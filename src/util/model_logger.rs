use std::fs::{self, File, OpenOptions};
use std::io::{BufWriter, Write};
use std::path::{Path, PathBuf};
use chrono::Local;
use serde::{Serialize, Deserialize};

use crate::error::{GridError, GridResult};

/// Destination for scalar training metrics keyed by tag and step
pub trait MetricsSink {
    fn add_scalar(&mut self, tag: &str, value: f64, step: usize) -> GridResult<()>;

    fn flush(&mut self) -> GridResult<()> {
        Ok(())
    }
}

/// One scalar observation
#[derive(Debug, Clone, PartialEq, Serialize, Deserialize)]
pub struct ScalarEvent {
    pub tag: String,
    pub step: usize,
    #[serde(with = "crate::util::json_float")]
    pub value: f64,
    pub wall_time: String,
}

impl ScalarEvent {
    fn new(tag: &str, value: f64, step: usize) -> Self {
        Self {
            tag: tag.to_string(),
            step,
            value,
            wall_time: Local::now().format("%Y-%m-%d %H:%M:%S%.3f").to_string(),
        }
    }
}

/// In-memory sink, mostly useful for tests and notebooks
#[derive(Debug, Default)]
pub struct MemorySink {
    pub events: Vec<ScalarEvent>,
}

impl MemorySink {
    /// `(step, value)` pairs recorded under `tag`, in insertion order
    pub fn scalars(&self, tag: &str) -> Vec<(usize, f64)> {
        self.events
            .iter()
            .filter(|event| event.tag == tag)
            .map(|event| (event.step, event.value))
            .collect()
    }
}

impl MetricsSink for MemorySink {
    fn add_scalar(&mut self, tag: &str, value: f64, step: usize) -> GridResult<()> {
        self.events.push(ScalarEvent::new(tag, value, step));
        Ok(())
    }
}

/// Append-only JSON-lines scalar log living in a timestamped run directory
pub struct RunLogger {
    dir: PathBuf,
    writer: BufWriter<File>,
}

impl RunLogger {
    pub const SCALARS_FILE: &'static str = "scalars.jsonl";

    /// Creates `<runs_dir>/<YYYYmmdd_HHMMSS>/` and opens its scalar log
    pub fn create(runs_dir: &Path) -> GridResult<Self> {
        let dir = runs_dir.join(Local::now().format("%Y%m%d_%H%M%S").to_string());
        Self::open(dir)
    }

    /// Opens (or continues) the scalar log inside `dir`
    pub fn open(dir: PathBuf) -> GridResult<Self> {
        fs::create_dir_all(&dir)?;
        let file = OpenOptions::new()
            .create(true)
            .append(true)
            .open(dir.join(Self::SCALARS_FILE))?;
        Ok(Self {
            dir,
            writer: BufWriter::new(file),
        })
    }

    pub fn dir(&self) -> &Path {
        &self.dir
    }

    /// Reads every event back from a run directory
    pub fn read_events(dir: &Path) -> GridResult<Vec<ScalarEvent>> {
        let contents = fs::read_to_string(dir.join(Self::SCALARS_FILE))?;
        contents
            .lines()
            .filter(|line| !line.trim().is_empty())
            .map(|line| serde_json::from_str(line).map_err(GridError::from))
            .collect()
    }
}

impl MetricsSink for RunLogger {
    fn add_scalar(&mut self, tag: &str, value: f64, step: usize) -> GridResult<()> {
        let line = serde_json::to_string(&ScalarEvent::new(tag, value, step))?;
        writeln!(self.writer, "{}", line)?;
        Ok(())
    }

    fn flush(&mut self) -> GridResult<()> {
        self.writer.flush()?;
        Ok(())
    }
}

impl Drop for RunLogger {
    fn drop(&mut self) {
        let _ = self.writer.flush();
    }
}

/// Summary of one training run, saved next to its scalar log
#[derive(Debug, Clone, Serialize, Deserialize)]
pub struct ModelExperiment {
    pub timestamp: String,
    pub model_type: String,
    pub window_size: usize,
    pub hidden_size: usize,
    pub num_layers: usize,
    pub bidirectional: bool,
    pub attention: bool,
    pub batch_size: usize,
    pub learning_rate: f64,
    pub epochs: usize,
    pub train_windows: usize,
    pub eval_windows: usize,
    #[serde(default, with = "crate::util::json_float::option")]
    pub train_loss: Option<f64>,
    #[serde(default, with = "crate::util::json_float::option")]
    pub train_r2: Option<f64>,
    #[serde(default, with = "crate::util::json_float::option")]
    pub eval_r2: Option<f64>,
    #[serde(default, with = "crate::util::json_float::option")]
    pub production_r2: Option<f64>,
    #[serde(default, with = "crate::util::json_float::option")]
    pub training_time_seconds: Option<f64>,
    pub notes: String,
}

impl ModelExperiment {
    pub const FILE_NAME: &'static str = "experiment.json";

    pub fn new(
        model_type: &str,
        window_size: usize,
        hidden_size: usize,
        num_layers: usize,
        bidirectional: bool,
        attention: bool,
        batch_size: usize,
        learning_rate: f64,
        epochs: usize,
    ) -> Self {
        Self {
            timestamp: Local::now().format("%Y-%m-%d %H:%M:%S").to_string(),
            model_type: model_type.to_string(),
            window_size,
            hidden_size,
            num_layers,
            bidirectional,
            attention,
            batch_size,
            learning_rate,
            epochs,
            train_windows: 0,
            eval_windows: 0,
            train_loss: None,
            train_r2: None,
            eval_r2: None,
            production_r2: None,
            training_time_seconds: None,
            notes: "".to_string(),
        }
    }

    pub fn set_dataset_sizes(&mut self, train_windows: usize, eval_windows: usize) {
        self.train_windows = train_windows;
        self.eval_windows = eval_windows;
    }

    pub fn set_train_metrics(&mut self, loss: f64, r2: f64) {
        self.train_loss = Some(loss);
        self.train_r2 = Some(r2);
    }

    pub fn set_eval_r2(&mut self, r2: f64) {
        self.eval_r2 = Some(r2);
    }

    pub fn set_production_r2(&mut self, r2: f64) {
        self.production_r2 = Some(r2);
    }

    pub fn set_training_time(&mut self, seconds: f64) {
        self.training_time_seconds = Some(seconds);
    }

    pub fn add_note(&mut self, note: &str) {
        if !self.notes.is_empty() {
            self.notes.push('\n');
        }
        self.notes.push_str(note);
    }

    pub fn save(&self, experiment_dir: &Path) -> GridResult<PathBuf> {
        fs::create_dir_all(experiment_dir)?;

        let file_path = experiment_dir.join(Self::FILE_NAME);
        let json = serde_json::to_string_pretty(&self)?;
        let mut file = File::create(&file_path)?;
        file.write_all(json.as_bytes())?;

        Ok(file_path)
    }
}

____

**Action item**
Please restate each record exactly as it reads.

**Exercise answer**
filename src/util/model_logger.rs
use std::fs::{self, File, OpenOptions};
use std::io::{BufWriter, Write};
use std::path::{Path, PathBuf};
use chrono::Local;
use serde::{Serialize, Deserialize};

use crate::error::{GridError, GridResult};

/// Destination for scalar training metrics keyed by tag and step
pub trait MetricsSink {
    fn add_scalar(&mut self, tag: &str, value: f64, step: usize) -> GridResult<()>;

    fn flush(&mut self) -> GridResult<()> {
        Ok(())
    }
}

/// One scalar observation
#[derive(Debug, Clone, PartialEq, Serialize, Deserialize)]
pub struct ScalarEvent {
    pub tag: String,
    pub step: usize,
    #[serde(with = "crate::util::json_float")]
    pub value: f64,
    pub wall_time: String,
}

impl ScalarEvent {
    fn new(tag: &str, value: f64, step: usize) -> Self {
        Self {
            tag: tag.to_string(),
            step,
            value,
            wall_time: Local::now().format("%Y-%m-%d %H:%M:%S%.3f").to_string(),
        }
    }
}

/// In-memory sink, mostly useful for tests and notebooks
#[derive(Debug, Default)]
pub struct MemorySink {
    pub events: Vec<ScalarEvent>,
}

impl MemorySink {
    /// `(step, value)` pairs recorded under `tag`, in insertion order
    pub fn scalars(&self, tag: &str) -> Vec<(usize, f64)> {
        self.events
            .iter()
            .filter(|event| event.tag == tag)
            .map(|event| (event.step, event.value))
            .collect()
    }
}

impl MetricsSink for MemorySink {
    fn add_scalar(&mut self, tag: &str, value: f64, step: usize) -> GridResult<()> {
        self.events.push(ScalarEvent::new(tag, value, step));
        Ok(())
    }
}

/// Append-only JSON-lines scalar log living in a timestamped run directory
pub struct RunLogger {
    dir: PathBuf,
    writer: BufWriter<File>,
}

impl RunLogger {
    pub const SCALARS_FILE: &'static str = "scalars.jsonl";

    /// Creates `<runs_dir>/<YYYYmmdd_HHMMSS>/` and opens its scalar log
    pub fn create(runs_dir: &Path) -> GridResult<Self> {
        let dir = runs_dir.join(Local::now().format("%Y%m%d_%H%M%S").to_string());
        Self::open(dir)
    }

    /// Opens (or continues) the scalar log inside `dir`
    pub fn open(dir: PathBuf) -> GridResult<Self> {
        fs::create_dir_all(&dir)?;
        let file = OpenOptions::new()
            .create(true)
            .append(true)
            .open(dir.join(Self::SCALARS_FILE))?;
        Ok(Self {
            dir,
            writer: BufWriter::new(file),
        })
    }

    pub fn dir(&self) -> &Path {
        &self.dir
    }

    /// Reads every event back from a run directory
    pub fn read_events(dir: &Path) -> GridResult<Vec<ScalarEvent>> {
        let contents = fs::read_to_string(dir.join(Self::SCALARS_FILE))?;
        contents
            .lines()
            .filter(|line| !line.trim().is_empty())
            .map(|line| serde_json::from_str(line).map_err(GridError::from))
            .collect()
    }
}

impl MetricsSink for RunLogger {
    fn add_scalar(&mut self, tag: &str, value: f64, step: usize) -> GridResult<()> {
        let line = serde_json::to_string(&ScalarEvent::new(tag, value, step))?;
        writeln!(self.writer, "{}", line)?;
        Ok(())
    }

    fn flush(&mut self) -> GridResult<()> {
        self.writer.flush()?;
        Ok(())
    }
}

impl Drop for RunLogger {
    fn drop(&mut self) {
        let _ = self.writer.flush();
    }
}

/// Summary of one training run, saved next to its scalar log
#[derive(Debug, Clone, Serialize, Deserialize)]
pub struct ModelExperiment {
    pub timestamp: String,
    pub model_type: String,
    pub window_size: usize,
    pub hidden_size: usize,
    pub num_layers: usize,
    pub bidirectional: bool,
    pub attention: bool,
    pub batch_size: usize,
    pub learning_rate: f64,
    pub epochs: usize,
    pub train_windows: usize,
    pub eval_windows: usize,
    #[serde(default, with = "crate::util::json_float::option")]
    pub train_loss: Option<f64>,
    #[serde(default, with = "crate::util::json_float::option")]
    pub train_r2: Option<f64>,
    #[serde(default, with = "crate::util::json_float::option")]
    pub eval_r2: Option<f64>,
    #[serde(default, with = "crate::util::json_float::option")]
    pub production_r2: Option<f64>,
    #[serde(default, with = "crate::util::json_float::option")]
    pub training_time_seconds: Option<f64>,
    pub notes: String,
}

impl ModelExperiment {
    pub const FILE_NAME: &'static str = "experiment.json";

    pub fn new(
        model_type: &str,
        window_size: usize,
        hidden_size: usize,
        num_layers: usize,
        bidirectional: bool,
        attention: bool,
        batch_size: usize,
        learning_rate: f64,
        epochs: usize,
    ) -> Self {
        Self {
            timestamp: Local::now().format("%Y-%m-%d %H:%M:%S").to_string(),
            model_type: model_type.to_string(),
            window_size,
            hidden_size,
            num_layers,
            bidirectional,
            attention,
            batch_size,
            learning_rate,
            epochs,
            train_windows: 0,
            eval_windows: 0,
            train_loss: None,
            train_r2: None,
            eval_r2: None,
            production_r2: None,
            training_time_seconds: None,
            notes: "".to_string(),
        }
    }

    pub fn set_dataset_sizes(&mut self, train_windows: usize, eval_windows: usize) {
        self.train_windows = train_windows;
        self.eval_windows = eval_windows;
    }

    pub fn set_train_metrics(&mut self, loss: f64, r2: f64) {
        self.train_loss = Some(loss);
        self.train_r2 = Some(r2);
    }

    pub fn set_eval_r2(&mut self, r2: f64) {
        self.eval_r2 = Some(r2);
    }

    pub fn set_production_r2(&mut self, r2: f64) {
        self.production_r2 = Some(r2);
    }

    pub fn set_training_time(&mut self, seconds: f64) {
        self.training_time_seconds = Some(seconds);
    }

    pub fn add_note(&mut self, note: &str) {
        if !self.notes.is_empty() {
            self.notes.push('\n');
        }
        self.notes.push_str(note);
    }

    pub fn save(&self, experiment_dir: &Path) -> GridResult<PathBuf> {
        fs::create_dir_all(experiment_dir)?;

        let file_path = experiment_dir.join(Self::FILE_NAME);
        let json = serde_json::to_string_pretty(&self)?;
        let mut file = File::create(&file_path)?;
        file.write_all(json.as_bytes())?;

        Ok(file_path)
    }
}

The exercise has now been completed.